Start of DATA

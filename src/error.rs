use thiserror::Error;

use crate::dataset::DatasetId;

pub type Result<T> = std::result::Result<T, ResolveError>;

/// Outcomes of a title lookup other than a match.
///
/// The first three are routine and map to user-facing replies; `Internal`
/// is the only hard failure.
#[derive(Debug, Error)]
pub enum ResolveError {
    #[error("no title given")]
    EmptyQuery,

    #[error("dataset `{dataset}` is unavailable: {reason}")]
    DatasetUnavailable { dataset: DatasetId, reason: String },

    #[error("could not find `{hint}`")]
    NotFound { hint: String },

    #[error("internal error: {0}")]
    Internal(String),
}

impl ResolveError {
    pub(crate) fn unavailable(dataset: &DatasetId, reason: impl std::fmt::Display) -> Self {
        Self::DatasetUnavailable {
            dataset: dataset.clone(),
            reason: reason.to_string(),
        }
    }

    pub fn code(&self) -> &'static str {
        match self {
            Self::EmptyQuery => "EMPTY_QUERY",
            Self::DatasetUnavailable { .. } => "DATASET_UNAVAILABLE",
            Self::NotFound { .. } => "NOT_FOUND",
            Self::Internal(_) => "INTERNAL_ERROR",
        }
    }

    /// `true` for outcomes a caller answers with a normal reply.
    pub fn is_routine(&self) -> bool {
        !matches!(self, Self::Internal(_))
    }
}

End of DATA

Lines in the material above that include the string "NotFound" should be listed.

    NotFound { hint: String },
            Self::NotFound { .. } => "NOT_FOUND",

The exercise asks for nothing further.